___ Supplied information ___

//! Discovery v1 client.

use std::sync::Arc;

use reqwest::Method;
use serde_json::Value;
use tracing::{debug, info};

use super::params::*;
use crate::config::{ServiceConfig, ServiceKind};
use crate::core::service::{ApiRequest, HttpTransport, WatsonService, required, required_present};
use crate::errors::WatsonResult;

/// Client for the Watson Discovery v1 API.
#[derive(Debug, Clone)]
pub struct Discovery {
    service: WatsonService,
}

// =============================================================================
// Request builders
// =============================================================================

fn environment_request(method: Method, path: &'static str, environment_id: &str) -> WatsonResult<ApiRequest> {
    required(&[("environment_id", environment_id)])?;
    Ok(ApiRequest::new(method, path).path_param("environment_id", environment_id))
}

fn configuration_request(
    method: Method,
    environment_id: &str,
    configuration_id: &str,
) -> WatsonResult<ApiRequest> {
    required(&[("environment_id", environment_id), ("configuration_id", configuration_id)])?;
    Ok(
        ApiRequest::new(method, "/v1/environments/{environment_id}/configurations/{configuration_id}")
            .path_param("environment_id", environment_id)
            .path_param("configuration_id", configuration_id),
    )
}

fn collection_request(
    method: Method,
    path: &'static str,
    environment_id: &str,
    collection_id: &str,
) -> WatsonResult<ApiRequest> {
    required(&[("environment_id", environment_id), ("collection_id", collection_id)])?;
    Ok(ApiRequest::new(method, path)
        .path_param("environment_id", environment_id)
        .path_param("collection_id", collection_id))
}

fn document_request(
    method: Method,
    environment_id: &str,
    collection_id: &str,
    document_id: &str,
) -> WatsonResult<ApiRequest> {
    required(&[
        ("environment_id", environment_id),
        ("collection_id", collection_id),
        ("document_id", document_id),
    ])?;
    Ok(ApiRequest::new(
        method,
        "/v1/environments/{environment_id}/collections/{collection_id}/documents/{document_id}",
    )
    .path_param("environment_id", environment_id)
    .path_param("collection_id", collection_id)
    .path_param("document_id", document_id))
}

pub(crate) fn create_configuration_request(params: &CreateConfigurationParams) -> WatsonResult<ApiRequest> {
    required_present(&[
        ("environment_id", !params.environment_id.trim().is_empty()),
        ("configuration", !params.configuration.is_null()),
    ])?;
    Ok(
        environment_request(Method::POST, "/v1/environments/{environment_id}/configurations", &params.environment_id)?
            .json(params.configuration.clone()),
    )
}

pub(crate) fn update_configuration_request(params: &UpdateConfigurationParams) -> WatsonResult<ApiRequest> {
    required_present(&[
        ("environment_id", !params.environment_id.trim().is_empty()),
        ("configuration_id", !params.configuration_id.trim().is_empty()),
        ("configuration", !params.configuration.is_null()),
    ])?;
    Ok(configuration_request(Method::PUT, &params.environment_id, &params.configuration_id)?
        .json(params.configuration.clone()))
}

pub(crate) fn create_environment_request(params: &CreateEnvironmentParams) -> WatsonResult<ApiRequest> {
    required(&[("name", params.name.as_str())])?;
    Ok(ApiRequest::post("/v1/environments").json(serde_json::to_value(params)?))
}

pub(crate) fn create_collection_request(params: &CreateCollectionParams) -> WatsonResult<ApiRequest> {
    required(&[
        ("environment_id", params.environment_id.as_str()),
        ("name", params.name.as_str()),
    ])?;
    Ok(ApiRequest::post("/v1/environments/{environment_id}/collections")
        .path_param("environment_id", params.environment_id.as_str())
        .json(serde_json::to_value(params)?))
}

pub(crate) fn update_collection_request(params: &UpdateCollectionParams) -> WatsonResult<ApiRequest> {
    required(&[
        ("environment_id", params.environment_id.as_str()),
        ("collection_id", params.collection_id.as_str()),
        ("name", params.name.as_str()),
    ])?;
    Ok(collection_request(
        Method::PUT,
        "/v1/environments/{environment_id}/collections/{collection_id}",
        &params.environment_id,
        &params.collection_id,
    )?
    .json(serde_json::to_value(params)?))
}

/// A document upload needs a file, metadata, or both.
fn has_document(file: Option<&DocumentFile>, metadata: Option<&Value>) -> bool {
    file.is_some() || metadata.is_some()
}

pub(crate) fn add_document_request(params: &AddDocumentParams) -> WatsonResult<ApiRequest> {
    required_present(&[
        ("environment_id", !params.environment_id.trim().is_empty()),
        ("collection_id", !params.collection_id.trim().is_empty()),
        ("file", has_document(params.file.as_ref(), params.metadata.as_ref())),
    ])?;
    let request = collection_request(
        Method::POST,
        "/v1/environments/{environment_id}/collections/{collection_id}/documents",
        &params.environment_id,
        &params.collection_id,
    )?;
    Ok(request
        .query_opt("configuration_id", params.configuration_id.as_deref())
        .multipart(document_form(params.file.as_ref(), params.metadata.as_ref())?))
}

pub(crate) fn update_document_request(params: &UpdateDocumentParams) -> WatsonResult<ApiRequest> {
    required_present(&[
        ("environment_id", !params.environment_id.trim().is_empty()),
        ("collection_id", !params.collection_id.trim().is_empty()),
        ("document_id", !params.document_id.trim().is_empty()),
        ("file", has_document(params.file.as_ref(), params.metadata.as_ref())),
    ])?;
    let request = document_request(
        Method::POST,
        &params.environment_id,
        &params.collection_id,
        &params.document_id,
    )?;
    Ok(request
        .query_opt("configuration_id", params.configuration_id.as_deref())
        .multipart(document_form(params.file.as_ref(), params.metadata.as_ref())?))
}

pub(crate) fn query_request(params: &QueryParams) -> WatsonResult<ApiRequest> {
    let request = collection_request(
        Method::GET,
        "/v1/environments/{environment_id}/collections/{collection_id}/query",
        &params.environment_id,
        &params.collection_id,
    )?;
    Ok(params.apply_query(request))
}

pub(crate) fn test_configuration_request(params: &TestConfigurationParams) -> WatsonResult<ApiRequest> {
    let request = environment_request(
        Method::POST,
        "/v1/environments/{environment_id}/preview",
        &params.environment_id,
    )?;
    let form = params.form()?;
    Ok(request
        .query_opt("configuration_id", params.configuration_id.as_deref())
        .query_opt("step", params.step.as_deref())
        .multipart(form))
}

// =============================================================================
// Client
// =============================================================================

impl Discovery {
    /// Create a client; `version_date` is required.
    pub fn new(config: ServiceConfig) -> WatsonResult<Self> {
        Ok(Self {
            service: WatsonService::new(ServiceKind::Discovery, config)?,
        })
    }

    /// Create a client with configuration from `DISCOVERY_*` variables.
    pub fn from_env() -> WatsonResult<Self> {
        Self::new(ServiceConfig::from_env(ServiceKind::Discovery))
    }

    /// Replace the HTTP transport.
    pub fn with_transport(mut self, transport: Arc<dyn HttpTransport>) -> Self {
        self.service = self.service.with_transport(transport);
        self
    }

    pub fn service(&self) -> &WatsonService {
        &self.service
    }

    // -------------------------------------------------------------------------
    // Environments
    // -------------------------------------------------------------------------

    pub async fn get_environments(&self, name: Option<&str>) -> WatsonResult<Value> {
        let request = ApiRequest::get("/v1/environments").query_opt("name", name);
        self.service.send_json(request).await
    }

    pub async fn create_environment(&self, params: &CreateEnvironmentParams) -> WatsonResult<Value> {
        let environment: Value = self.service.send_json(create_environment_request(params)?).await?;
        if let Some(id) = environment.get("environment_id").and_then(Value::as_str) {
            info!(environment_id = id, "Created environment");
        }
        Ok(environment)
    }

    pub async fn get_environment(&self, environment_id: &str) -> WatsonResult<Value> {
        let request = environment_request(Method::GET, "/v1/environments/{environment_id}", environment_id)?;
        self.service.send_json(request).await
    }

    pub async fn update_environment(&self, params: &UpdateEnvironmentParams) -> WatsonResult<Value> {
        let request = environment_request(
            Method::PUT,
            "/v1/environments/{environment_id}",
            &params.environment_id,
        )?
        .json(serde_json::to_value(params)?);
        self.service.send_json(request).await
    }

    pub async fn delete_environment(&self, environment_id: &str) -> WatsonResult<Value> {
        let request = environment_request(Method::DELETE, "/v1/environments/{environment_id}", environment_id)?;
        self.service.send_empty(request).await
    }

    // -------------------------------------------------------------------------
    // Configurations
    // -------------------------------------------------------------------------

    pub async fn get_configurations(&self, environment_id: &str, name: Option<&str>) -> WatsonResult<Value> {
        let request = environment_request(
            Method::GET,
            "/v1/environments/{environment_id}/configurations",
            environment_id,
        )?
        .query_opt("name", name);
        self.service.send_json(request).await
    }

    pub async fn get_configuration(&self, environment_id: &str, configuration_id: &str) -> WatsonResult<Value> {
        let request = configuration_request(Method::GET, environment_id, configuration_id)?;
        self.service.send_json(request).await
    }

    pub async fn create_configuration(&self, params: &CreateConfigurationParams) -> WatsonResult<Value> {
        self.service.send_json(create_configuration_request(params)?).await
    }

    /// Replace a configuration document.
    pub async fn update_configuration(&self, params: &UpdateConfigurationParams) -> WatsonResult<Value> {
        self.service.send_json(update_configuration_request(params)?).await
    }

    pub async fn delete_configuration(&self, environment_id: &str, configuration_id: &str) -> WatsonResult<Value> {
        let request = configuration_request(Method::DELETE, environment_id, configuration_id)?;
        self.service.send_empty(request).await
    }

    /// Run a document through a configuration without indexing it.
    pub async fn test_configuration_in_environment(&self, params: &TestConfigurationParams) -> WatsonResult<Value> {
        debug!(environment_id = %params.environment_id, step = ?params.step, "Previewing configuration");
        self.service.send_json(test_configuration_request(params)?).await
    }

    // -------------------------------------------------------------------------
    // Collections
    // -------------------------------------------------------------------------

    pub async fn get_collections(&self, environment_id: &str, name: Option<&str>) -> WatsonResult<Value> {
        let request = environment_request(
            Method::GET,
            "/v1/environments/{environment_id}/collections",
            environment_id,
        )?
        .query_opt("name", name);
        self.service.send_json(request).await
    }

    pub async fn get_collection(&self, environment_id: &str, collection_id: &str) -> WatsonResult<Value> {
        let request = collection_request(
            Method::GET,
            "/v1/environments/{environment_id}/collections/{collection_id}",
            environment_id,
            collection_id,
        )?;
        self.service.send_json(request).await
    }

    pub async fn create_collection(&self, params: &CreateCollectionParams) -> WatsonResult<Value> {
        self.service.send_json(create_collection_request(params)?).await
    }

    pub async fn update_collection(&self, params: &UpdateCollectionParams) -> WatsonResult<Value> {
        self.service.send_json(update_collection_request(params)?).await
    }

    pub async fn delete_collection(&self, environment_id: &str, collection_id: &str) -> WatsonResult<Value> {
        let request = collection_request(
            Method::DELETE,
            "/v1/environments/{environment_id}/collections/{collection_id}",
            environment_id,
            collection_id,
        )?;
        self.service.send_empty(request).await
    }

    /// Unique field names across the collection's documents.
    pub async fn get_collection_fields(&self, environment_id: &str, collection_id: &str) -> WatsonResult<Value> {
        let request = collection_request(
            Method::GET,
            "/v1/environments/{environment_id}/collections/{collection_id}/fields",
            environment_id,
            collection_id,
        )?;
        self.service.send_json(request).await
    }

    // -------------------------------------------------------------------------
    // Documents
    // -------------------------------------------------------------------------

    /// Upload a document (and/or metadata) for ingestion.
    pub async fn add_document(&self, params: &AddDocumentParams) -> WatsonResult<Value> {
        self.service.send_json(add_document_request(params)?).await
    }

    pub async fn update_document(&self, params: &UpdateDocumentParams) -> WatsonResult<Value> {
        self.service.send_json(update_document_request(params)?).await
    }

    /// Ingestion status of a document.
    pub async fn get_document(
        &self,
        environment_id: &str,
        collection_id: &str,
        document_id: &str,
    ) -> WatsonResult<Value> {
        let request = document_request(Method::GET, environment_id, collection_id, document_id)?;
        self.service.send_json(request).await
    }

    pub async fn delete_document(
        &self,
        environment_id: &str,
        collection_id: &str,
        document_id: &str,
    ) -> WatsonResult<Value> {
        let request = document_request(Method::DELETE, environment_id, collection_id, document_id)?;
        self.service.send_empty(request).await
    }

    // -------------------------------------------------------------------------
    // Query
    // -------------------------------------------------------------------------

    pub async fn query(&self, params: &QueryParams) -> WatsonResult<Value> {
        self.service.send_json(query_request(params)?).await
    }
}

___
___ Supplied information ___

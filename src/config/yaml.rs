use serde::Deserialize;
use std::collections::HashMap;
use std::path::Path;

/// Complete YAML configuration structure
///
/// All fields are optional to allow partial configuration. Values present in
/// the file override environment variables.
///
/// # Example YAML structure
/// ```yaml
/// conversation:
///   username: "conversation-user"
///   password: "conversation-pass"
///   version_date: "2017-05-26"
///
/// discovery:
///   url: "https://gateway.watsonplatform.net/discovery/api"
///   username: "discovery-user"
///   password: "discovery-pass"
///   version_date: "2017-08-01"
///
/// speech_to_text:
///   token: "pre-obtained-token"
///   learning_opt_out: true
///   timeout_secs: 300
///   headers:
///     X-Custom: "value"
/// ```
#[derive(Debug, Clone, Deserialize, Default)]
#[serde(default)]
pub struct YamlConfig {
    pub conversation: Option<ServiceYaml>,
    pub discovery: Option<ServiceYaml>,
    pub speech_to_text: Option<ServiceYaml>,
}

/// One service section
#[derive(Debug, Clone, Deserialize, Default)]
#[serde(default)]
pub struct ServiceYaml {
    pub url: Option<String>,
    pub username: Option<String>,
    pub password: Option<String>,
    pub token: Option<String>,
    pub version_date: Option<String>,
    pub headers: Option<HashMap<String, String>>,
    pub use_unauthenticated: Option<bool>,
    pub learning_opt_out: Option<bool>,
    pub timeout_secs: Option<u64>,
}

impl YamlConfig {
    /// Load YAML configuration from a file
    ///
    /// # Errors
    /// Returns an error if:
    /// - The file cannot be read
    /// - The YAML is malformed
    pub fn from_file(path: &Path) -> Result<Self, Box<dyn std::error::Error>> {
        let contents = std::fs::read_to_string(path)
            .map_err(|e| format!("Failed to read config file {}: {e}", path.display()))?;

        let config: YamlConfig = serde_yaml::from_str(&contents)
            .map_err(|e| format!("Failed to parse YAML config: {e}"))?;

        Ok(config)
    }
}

___

:: Work item ::
Your reply should be only the number of lines in the preceding data that include the word "metadata".

:: Task answer ::
8